Beaucoup doutent à présent de la possibilité d’une telle issue… et il serait imprudent de miser sur l’altruisme des fonds souverains. Les choses pourraient donc rapidement mal tourner et cela se paye cash.
** Le marché parisien est en train de réaliser le pire mois de juin des 40 dernières années avec une perte de 10,8% qui dépasse largement les -8,85% de juin 2002.
Les 13,3% de perte du mois de janvier ne sont pas encore effacés des tablettes mais il suffirait que le CAC 40 chute de 2,5% supplémentaires d’ici le vendredi 27 pour que le gap des 4 348 points du 28 octobre 2005 soit enfin refermé… et que le score catastrophique de janvier soit égalé, voire dépassé.
Le CAC 40 a d’ailleurs retracé par deux fois au cours de la séance de mardi le plancher annuel de clôture des 4 430 points, avant de reprendre rapidement 1,5% sur ses plus bas. L’indice parisien a cependant été victime d’une rechute de 0,3% au cours des dernières secondes ; nombre de traders ne veulent plus repartir le soir avec du « papier » — si bien que le score final ressortait en négatif de 0,83%.
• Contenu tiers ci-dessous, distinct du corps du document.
//! Metrics infrastructure for the MeshRF planning engine.
//!
//! This crate describes every metric the engine emits. It re-exports the `metrics`
//! crate for convenience and declares each metric as a structured [`Metric`]
//! constant so names stay consistent between the crates that record them.
//!
//! # Example
//!
//! ```rust,ignore
//! use meshrf_metrics::{metric_defs, describe_metrics};
//!
//! // Initialize metrics descriptions at startup
//! describe_metrics();
//!
//! metrics::counter!(metric_defs::TILE_CACHE_HITS.name).increment(1);
//! metrics::counter!(metric_defs::LINKS_ANALYZED.name, "status" => "viable").increment(1);
//! ```
//!
//! # Metric Type
//!
//! ```rust
//! use meshrf_metrics::{Metric, MetricKind};
//! use metrics::Unit;
//!
//! const MY_COUNTER: Metric = Metric::counter("my.counter")
//!     .with_description("A counter metric")
//!     .with_unit(Unit::Count)
//!     .with_labels(&["status"]);
//!
//! assert_eq!(MY_COUNTER.kind, MetricKind::Counter);
//! ```

pub use metrics;

use metrics::{describe_counter, describe_gauge, describe_histogram, Unit};

/// The kind of metric (counter, gauge, or histogram).
#[derive(Debug, Clone, Copy, PartialEq, Eq)]
pub enum MetricKind {
    /// A monotonically increasing counter.
    Counter,
    /// A gauge that can go up and down.
    Gauge,
    /// A histogram for recording distributions.
    Histogram,
}

impl MetricKind {
    /// Returns the kind as a lowercase string.
    pub const fn as_str(&self) -> &'static str {
        match self {
            MetricKind::Counter => "counter",
            MetricKind::Gauge => "gauge",
            MetricKind::Histogram => "histogram",
        }
    }
}

impl std::fmt::Display for MetricKind {
    fn fmt(&self, f: &mut std::fmt::Formatter<'_>) -> std::fmt::Result {
        f.write_str(self.as_str())
    }
}

/// A metric declaration with its metadata.
///
/// Use the const constructors to declare metrics at compile time.
///
/// ```rust
/// use meshrf_metrics::{Metric, MetricKind};
/// use metrics::Unit;
///
/// const TILES_FETCHED: Metric = Metric::counter("meshrf.terrain.tiles_fetched")
///     .with_description("Tiles fetched from the elevation source")
///     .with_unit(Unit::Count);
///
/// assert_eq!(TILES_FETCHED.name, "meshrf.terrain.tiles_fetched");
/// assert_eq!(TILES_FETCHED.kind, MetricKind::Counter);
/// ```
#[derive(Debug, Clone)]
pub struct Metric {
    /// The metric name (e.g., "meshrf.terrain.cache_hits").
    pub name: &'static str,
    /// The kind of metric (counter, gauge, histogram).
    pub kind: MetricKind,
    /// Human-readable description of the metric.
    pub description: &'static str,
    /// The unit of measurement (optional).
    pub unit: Option<Unit>,
    /// Expected label keys for this metric.
    pub labels: &'static [&'static str],
}

impl Metric {
    /// Creates a new counter metric with the given name.
    pub const fn counter(name: &'static str) -> Self {
        Self {
            name,
            kind: MetricKind::Counter,
            description: "",
            unit: None,
            labels: &[],
        }
    }

    /// Creates a new gauge metric with the given name.
    pub const fn gauge(name: &'static str) -> Self {
        Self {
            name,
            kind: MetricKind::Gauge,
            description: "",
            unit: None,
            labels: &[],
        }
    }

    /// Creates a new histogram metric with the given name.
    pub const fn histogram(name: &'static str) -> Self {
        Self {
            name,
            kind: MetricKind::Histogram,
            description: "",
            unit: None,
            labels: &[],
        }
    }

    /// Sets the description for the metric.
    pub const fn with_description(mut self, description: &'static str) -> Self {
        self.description = description;
        self
    }

    /// Sets the unit for the metric.
    pub const fn with_unit(mut self, unit: Unit) -> Self {
        self.unit = Some(unit);
        self
    }

    /// Sets the expected label keys for the metric.
    pub const fn with_labels(mut self, labels: &'static [&'static str]) -> Self {
        self.labels = labels;
        self
    }

    /// Registers this metric's description with the metrics recorder.
    ///
    /// This should be called once at startup for each metric.
    pub fn describe(&self) {
        match (self.kind, self.unit) {
            (MetricKind::Counter, Some(unit)) => {
                describe_counter!(self.name, unit, self.description);
            }
            (MetricKind::Counter, None) => {
                describe_counter!(self.name, self.description);
            }
            (MetricKind::Gauge, Some(unit)) => {
                describe_gauge!(self.name, unit, self.description);
            }
            (MetricKind::Gauge, None) => {
                describe_gauge!(self.name, self.description);
            }
            (MetricKind::Histogram, Some(unit)) => {
                describe_histogram!(self.name, unit, self.description);
            }
            (MetricKind::Histogram, None) => {
                describe_histogram!(self.name, self.description);
            }
        }
    }

    /// Returns the unit as a human-readable string.
    pub fn unit_str(&self) -> &'static str {
        match self.unit {
            Some(Unit::Count) => "count",
            Some(Unit::Percent) => "percent",
            Some(Unit::Seconds) => "seconds",
            Some(Unit::Milliseconds) => "milliseconds",
            Some(Unit::Microseconds) => "microseconds",
            Some(Unit::Nanoseconds) => "nanoseconds",
            Some(Unit::Tebibytes) => "tebibytes",
            Some(Unit::Gibibytes) => "gibibytes",
            Some(Unit::Mebibytes) => "mebibytes",
            Some(Unit::Kibibytes) => "kibibytes",
            Some(Unit::Bytes) => "bytes",
            Some(Unit::TerabitsPerSecond) => "terabits/second",
            Some(Unit::GigabitsPerSecond) => "gigabits/second",
            Some(Unit::MegabitsPerSecond) => "megabits/second",
            Some(Unit::KilobitsPerSecond) => "kilobits/second",
            Some(Unit::BitsPerSecond) => "bits/second",
            Some(Unit::CountPerSecond) => "count/second",
            None => "",
        }
    }
}

/// All metric definitions for the engine.
pub mod metric_defs {
    use super::{Metric, Unit};

    // ========================================================================
    // Terrain Cache
    // ========================================================================

    /// Tile lookups served from the in-memory layer or the cache store.
    pub const TILE_CACHE_HITS: Metric = Metric::counter("meshrf.terrain.cache_hits")
        .with_description("Tile lookups served without contacting the elevation source")
        .with_unit(Unit::Count);

    /// Tile lookups that required a fetch from the elevation source.
    pub const TILE_CACHE_MISSES: Metric = Metric::counter("meshrf.terrain.cache_misses")
        .with_description("Tile lookups that required an elevation source fetch")
        .with_unit(Unit::Count);

    /// Tiles assembled from the elevation source (fully or partially).
    pub const TILES_FETCHED: Metric = Metric::counter("meshrf.terrain.tiles_fetched")
        .with_description("Tiles assembled from the elevation source")
        .with_unit(Unit::Count);

    /// Tiles the elevation source could not supply at all.
    pub const TILES_UNAVAILABLE: Metric = Metric::counter("meshrf.terrain.tiles_unavailable")
        .with_description("Tiles for which every elevation batch failed")
        .with_unit(Unit::Count);

    /// Elevation batches whose samples were substituted with sea level.
    pub const DEGRADED_BATCHES: Metric = Metric::counter("meshrf.terrain.degraded_batches")
        .with_description("Elevation batches substituted with neutral elevation after a failure")
        .with_unit(Unit::Count);

    /// Round-trip latency of one elevation batch request.
    pub const BATCH_LATENCY: Metric = Metric::histogram("meshrf.terrain.batch_latency_ms")
        .with_description("Elevation source batch request latency in milliseconds")
        .with_unit(Unit::Milliseconds);

    // ========================================================================
    // Link Analysis
    // ========================================================================

    /// Links analyzed, by resulting status.
    ///
    /// Labels: status
    pub const LINKS_ANALYZED: Metric = Metric::counter("meshrf.link.analyzed")
        .with_description("Links analyzed, labelled by viability status")
        .with_unit(Unit::Count)
        .with_labels(&["status"]);

    /// Number of terrain samples per analyzed profile.
    pub const PROFILE_SAMPLES: Metric = Metric::histogram("meshrf.link.profile_samples")
        .with_description("Terrain samples taken per link profile")
        .with_unit(Unit::Count);

    // ========================================================================
    // Planner
    // ========================================================================

    /// Edges in the most recently built coverage graph.
    pub const COVERAGE_GRAPH_EDGES: Metric = Metric::gauge("meshrf.planner.coverage_edges")
        .with_description("Edges in the most recently built coverage graph")
        .with_unit(Unit::Count);

    /// Fraction of targets covered by the most recent site selection.
    pub const COVERAGE_FRACTION: Metric = Metric::gauge("meshrf.planner.coverage_fraction")
        .with_description("Fraction of targets covered by the most recent selection");

    /// Local-maximum candidates found by the sieve before ranking.
    pub const SIEVE_CANDIDATES: Metric = Metric::histogram("meshrf.sieve.candidates")
        .with_description("Local-maximum candidates found per sieve pass")
        .with_unit(Unit::Count);

    // ========================================================================
    // Runner
    // ========================================================================

    /// Operations answered from the result cache.
    ///
    /// Labels: operation
    pub const RESULT_CACHE_HITS: Metric = Metric::counter("meshrf.results.cache_hits")
        .with_description("Operations answered from the result cache")
        .with_unit(Unit::Count)
        .with_labels(&["operation"]);

    /// Wall-clock time of one top-level operation.
    ///
    /// Labels: operation
    pub const OPERATION_TIME: Metric = Metric::histogram("meshrf.runner.operation_time_ms")
        .with_description("Wall-clock time of one top-level operation in milliseconds")
        .with_unit(Unit::Milliseconds)
        .with_labels(&["operation"]);

    /// All metrics, for bulk description.
    pub const ALL: &[&Metric] = &[
        // Terrain
        &TILE_CACHE_HITS,
        &TILE_CACHE_MISSES,
        &TILES_FETCHED,
        &TILES_UNAVAILABLE,
        &DEGRADED_BATCHES,
        &BATCH_LATENCY,
        // Link
        &LINKS_ANALYZED,
        &PROFILE_SAMPLES,
        // Planner
        &COVERAGE_GRAPH_EDGES,
        &COVERAGE_FRACTION,
        &SIEVE_CANDIDATES,
        // Runner
        &RESULT_CACHE_HITS,
        &OPERATION_TIME,
    ];
}

/// Describes all metrics used by the engine.
///
/// Call once at startup, after a recorder has been installed, so exporters can
/// show descriptions and units.
pub fn describe_metrics() {
    for metric in metric_defs::ALL {
        metric.describe();
    }
}

#[cfg(test)]
mod tests {
    use super::*;

    #[test]
    fn test_metric_definitions() {
        assert_eq!(metric_defs::TILE_CACHE_HITS.name, "meshrf.terrain.cache_hits");
        assert_eq!(metric_defs::TILE_CACHE_HITS.kind, MetricKind::Counter);
        assert_eq!(metric_defs::BATCH_LATENCY.unit, Some(Unit::Milliseconds));
        assert_eq!(metric_defs::LINKS_ANALYZED.labels, &["status"]);
        assert_eq!(metric_defs::COVERAGE_FRACTION.kind, MetricKind::Gauge);
        assert_eq!(metric_defs::SIEVE_CANDIDATES.kind, MetricKind::Histogram);
    }

    #[test]
    fn test_metric_names_unique() {
        let mut names: Vec<&str> = metric_defs::ALL.iter().map(|m| m.name).collect();
        let total = names.len();
        names.sort_unstable();
        names.dedup();
        assert_eq!(names.len(), total);
    }

    #[test]
    fn test_all_metrics_count() {
        assert_eq!(metric_defs::ALL.len(), 13);
    }

    #[test]
    fn test_metric_builder() {
        const TEST_HISTOGRAM: Metric = Metric::histogram("test.histogram")
            .with_description("A test histogram")
            .with_unit(Unit::Microseconds)
            .with_labels(&["operation"]);

        assert_eq!(TEST_HISTOGRAM.name, "test.histogram");
        assert_eq!(TEST_HISTOGRAM.kind, MetricKind::Histogram);
        assert_eq!(TEST_HISTOGRAM.description, "A test histogram");
        assert_eq!(TEST_HISTOGRAM.unit_str(), "microseconds");
        assert_eq!(TEST_HISTOGRAM.labels, &["operation"]);
    }

    #[test]
    fn test_metric_minimal() {
        const MINIMAL: Metric = Metric::counter("minimal");

        assert_eq!(MINIMAL.name, "minimal");
        assert_eq!(MINIMAL.description, "");
        assert_eq!(MINIMAL.unit, None);
        assert_eq!(MINIMAL.unit_str(), "");
        assert_eq!(MINIMAL.labels, &[] as &[&str]);
    }

    #[test]
    fn test_describe_without_recorder() {
        // No recorder installed: describing must be a harmless no-op.
        describe_metrics();
    }
}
L’indice CAC s’était redressé jusque vers 4 500 points (aux environs de 17h) dans le sillage de Wall Street, avec un Dow Jones repassé de -100 points à +15 points et un S&P 500 qui retrouvait l’équilibre vers 18h après une entame de séance négative de 1%. Cette reprise n’a cependant pas tenu et les indices américains ont clôturé en recul de 0,3%.
Un score sans surprise car les statistiques du jour étaient très négatives aux Etats-Unis. Les prix de l’immobilier se sont de nouveau effondrés dans la totalité des régions — le recul le plus rapide affectant toujours Las Vegas et Miami — tandis que l’indice de confiance des consommateurs calculé par le Conference Board a connu une chute sans précédent, de 58 en mai vers 50,4 en juin.
La composante reflétant le sentiment concernant la situation actuelle est ressortie en baisse à 64,5 contre 74,2 ; celle traduisant les anticipations a atteint son plus bas niveau historique.
Nous anticipions que les marchés — ainsi que la BCE — en tiendraient compte un jour ou l’autre… mais nous avions sous-estimé la (prétendue) robustesse de la croissance en Europe — chacun peut en apprécier les fruits — en mai et l’appétit de consommation des ménages français avec des ventes de détail en hausse de 2% !
Il y a bien entendu, un piège… un biais qui fausse la statistique : le soudain rebond des ventes d’automobiles dopées par l’éco-pastille. Il masque la chute abyssale (-22%) des mises en chantier de logements dans l’Hexagone entre début mars et fin mai… mais quelle formidable excuse fournie à J.C. Trichet, qui va s’empresser de démontrer que notre économie peut sans dommage digérer un ou deux tours de vis monétaire d’ici l’automne.